Эштон пересек комнату. Его тянуло к жене, как человека, пришедшего с мороза, тянет к теплу или изголодавшегося — к богатому столу. Он пожирал ее глазами, красота Лирин горячила кровь, прогоняя жестокие сомнения. Разве это не безумие — проснуться в мире, где все незнакомо, любое лицо кажется чужим и даже постель, в которой спишь, одежда, которую носишь, — тоже чужие? И — что еще хуже, — когда не можешь сказать даже, каков же твой собственный мир, когда за границей пробуждения — черная пустота. Но разве можно думать о безумии, глядя на нее?
— Позвольте сказать, мадам, что сегодня утром вы особенно прекрасны.
— А как же все эти синяки? — с сомнением спросила Лирин.

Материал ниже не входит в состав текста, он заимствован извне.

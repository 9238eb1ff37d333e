use std::sync::Arc;

use axum::{
    extract::State,
    Json,
};

use crate::core::error::Result;
use crate::core::extractor::AppQuery;
use crate::features::geocoding::dtos::{ReverseGeocodeDto, ReverseGeocodeQuery};
use crate::features::geocoding::services::GeocodingService;

/// Reverse geocode a coordinate
///
/// Never fails upstream: when the lookup service is unavailable the
/// coordinates themselves are returned as `display_name`.
#[utoipa::path(
    get,
    path = "/api/geocode/reverse",
    params(ReverseGeocodeQuery),
    responses(
        (status = 200, description = "Place for the coordinate", body = ReverseGeocodeDto),
        (status = 400, description = "Coordinates out of range")
    ),
    tag = "geocoding"
)]
pub async fn reverse_geocode(
    State(service): State<Arc<GeocodingService>>,
    AppQuery(query): AppQuery<ReverseGeocodeQuery>,
) -> Result<Json<ReverseGeocodeDto>> {
    let place = service.reverse(query.lat, query.lon).await?;
    Ok(Json(place))
}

— Мои глаза так изголодались по вас, что я их почти не замечаю. — Он слегка коснулся пальцами ее щеки. — К тому же они проходят, и скоро от них не останется и следа. — Он склонил голову к золоту ее волос и закрыл глаза, вдыхая их аромат, который пьянил его, дурманил сознание, волновал, пробуждал воспоминания о былом.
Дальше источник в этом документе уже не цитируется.